Apply a balanced slow-release fertiliser (10-10-10) in early spring as buds break. A second application in early summer can extend bloom. Avoid high-nitrogen feeds that promote foliage over flowers. Apply a balanced slow-release fertiliser (10-10-10) in early spring as buds break. A second application in early summer can extend bloom. Avoid high-nitrogen feeds that promote foliage over flowers. Treat that as sparingly through the growing season between spring through early autumn (roughly March to September); ease off in autumn and stop entirely in the low light of winter.

What strength of feed for hydrangea 'pee gee'?

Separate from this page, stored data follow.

use ratatui::{
    layout::Rect,
    style::{Color, Style, Stylize},
    text::{Line, Span},
    widgets::Paragraph,
    Frame,
};

use super::Component;

pub struct HelpBar;

pub struct HelpBarProps;

impl Component for HelpBar {
    type Props<'a> = HelpBarProps;

    fn render(&mut self, frame: &mut Frame, area: Rect, _props: Self::Props<'_>) {
        let help = Line::from(vec![
            Span::styled(" r", Style::default().fg(Color::Cyan).bold()),
            Span::styled(" refresh  ", Style::default().fg(Color::DarkGray)),
            Span::styled("u", Style::default().fg(Color::Cyan).bold()),
            Span::styled(" units  ", Style::default().fg(Color::DarkGray)),
            Span::styled("q", Style::default().fg(Color::Cyan).bold()),
            Span::styled(" quit ", Style::default().fg(Color::DarkGray)),
        ])
        .centered();
        frame.render_widget(Paragraph::new(help), area);
    }
}
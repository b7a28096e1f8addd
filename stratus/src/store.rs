//! State store - the only writer of `ForecastState`
//!
//! Wraps the core reducer with dispatch logging. Components read the state
//! through the runtime; every mutation goes through `dispatch`.

use stratus_core::{reduce, Action, DispatchResult, ForecastState};

pub struct Store {
    state: ForecastState,
}

impl Store {
    pub fn new(state: ForecastState) -> Self {
        Self { state }
    }

    pub fn state(&self) -> &ForecastState {
        &self.state
    }

    /// Run one action through the reducer, logging what happened.
    pub fn dispatch(&mut self, action: Action) -> DispatchResult {
        let name = action.name();
        tracing::trace!(action = %action.summary(), "dispatching");

        let result = reduce(&mut self.state, action);

        tracing::debug!(
            action = name,
            changed = result.changed,
            effects = result.effects.len(),
            "action processed"
        );
        result
    }
}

Half strength is the safe default for hydrangea 'pee gee' — houseplant feeds are formulated strong, and the diluted dose is gentler on the roots while still ample for foliage.

What does over-feeding hydrangea 'pee gee' look like?

Brown, crispy leaf tips and edges with no sign of underwatering. A white, crusty salt deposit on the soil surface or pot rim. Weak, pale, stretched new growth that flops. Lower leaves yellow and drop while the soil is correctly watered. Feeding hydrangea 'pee gee' year-round on a fixed schedule, including dark winter months, is the most common mistake — it cannot use the nutrients in low light and the surplus simply burns the roots and crusts the soil.

Should I flush the soil of hydrangea 'pee gee'?

Flush the pot of hydrangea 'pee gee' with plain water until it runs freely from the base every couple of months in the feeding season — it washes out the fertiliser salts that cause brown tips.